═══ The data ═══

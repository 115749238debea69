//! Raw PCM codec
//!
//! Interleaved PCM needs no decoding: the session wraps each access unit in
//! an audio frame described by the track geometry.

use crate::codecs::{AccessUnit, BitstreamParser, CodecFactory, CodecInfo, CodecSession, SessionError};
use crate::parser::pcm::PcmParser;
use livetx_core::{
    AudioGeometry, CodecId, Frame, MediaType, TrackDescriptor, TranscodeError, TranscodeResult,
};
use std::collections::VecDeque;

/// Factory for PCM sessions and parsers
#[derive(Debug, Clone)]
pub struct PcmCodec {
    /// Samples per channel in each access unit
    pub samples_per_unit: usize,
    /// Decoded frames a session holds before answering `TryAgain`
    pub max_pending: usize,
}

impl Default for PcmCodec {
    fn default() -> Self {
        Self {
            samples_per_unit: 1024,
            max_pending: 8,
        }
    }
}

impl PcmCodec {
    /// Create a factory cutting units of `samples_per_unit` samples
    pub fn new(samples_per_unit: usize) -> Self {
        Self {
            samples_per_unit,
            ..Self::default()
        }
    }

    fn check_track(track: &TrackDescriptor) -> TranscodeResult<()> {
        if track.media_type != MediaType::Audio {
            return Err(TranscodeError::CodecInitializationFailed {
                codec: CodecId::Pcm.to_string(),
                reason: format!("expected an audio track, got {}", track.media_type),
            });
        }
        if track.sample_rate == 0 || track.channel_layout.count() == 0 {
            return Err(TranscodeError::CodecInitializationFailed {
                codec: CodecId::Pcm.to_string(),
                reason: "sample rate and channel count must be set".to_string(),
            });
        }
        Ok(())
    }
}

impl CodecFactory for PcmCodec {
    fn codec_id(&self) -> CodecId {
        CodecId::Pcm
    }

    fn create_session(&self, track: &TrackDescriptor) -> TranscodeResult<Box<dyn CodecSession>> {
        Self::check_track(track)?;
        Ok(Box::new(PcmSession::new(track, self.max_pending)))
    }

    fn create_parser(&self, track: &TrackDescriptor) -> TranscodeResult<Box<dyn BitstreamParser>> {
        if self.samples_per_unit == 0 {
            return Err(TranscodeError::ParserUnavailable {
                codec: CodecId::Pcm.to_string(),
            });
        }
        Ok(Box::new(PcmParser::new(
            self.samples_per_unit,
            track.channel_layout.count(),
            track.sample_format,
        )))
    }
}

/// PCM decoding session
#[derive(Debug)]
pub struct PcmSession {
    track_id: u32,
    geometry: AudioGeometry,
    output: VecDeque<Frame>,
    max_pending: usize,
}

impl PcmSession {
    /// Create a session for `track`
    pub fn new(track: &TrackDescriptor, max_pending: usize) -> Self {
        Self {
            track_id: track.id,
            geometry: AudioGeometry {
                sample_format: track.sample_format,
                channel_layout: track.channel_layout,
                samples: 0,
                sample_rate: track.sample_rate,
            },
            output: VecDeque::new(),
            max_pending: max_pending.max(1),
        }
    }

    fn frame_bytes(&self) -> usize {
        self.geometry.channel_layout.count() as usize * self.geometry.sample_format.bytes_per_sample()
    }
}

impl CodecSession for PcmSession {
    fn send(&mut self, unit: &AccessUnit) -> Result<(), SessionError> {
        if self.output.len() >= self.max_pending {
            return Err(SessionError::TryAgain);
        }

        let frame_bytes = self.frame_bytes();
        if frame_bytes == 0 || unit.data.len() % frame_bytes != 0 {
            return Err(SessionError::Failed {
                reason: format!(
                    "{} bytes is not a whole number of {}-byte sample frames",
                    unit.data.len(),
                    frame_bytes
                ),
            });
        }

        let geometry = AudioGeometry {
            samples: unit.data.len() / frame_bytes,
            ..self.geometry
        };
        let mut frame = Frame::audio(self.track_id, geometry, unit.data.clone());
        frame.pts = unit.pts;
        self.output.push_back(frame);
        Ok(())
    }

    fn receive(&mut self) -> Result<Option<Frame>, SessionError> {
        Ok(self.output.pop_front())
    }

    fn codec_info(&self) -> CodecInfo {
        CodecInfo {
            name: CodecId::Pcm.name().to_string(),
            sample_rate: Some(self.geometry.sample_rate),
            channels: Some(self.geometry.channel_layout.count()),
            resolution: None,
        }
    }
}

═══

- Required work
Check each line of the records above for the string "SessionError", and report every line that has it.

- Answer for this exercise
use crate::codecs::{AccessUnit, BitstreamParser, CodecFactory, CodecInfo, CodecSession, SessionError};
    fn send(&mut self, unit: &AccessUnit) -> Result<(), SessionError> {
            return Err(SessionError::TryAgain);
            return Err(SessionError::Failed {
    fn receive(&mut self) -> Result<Option<Frame>, SessionError> {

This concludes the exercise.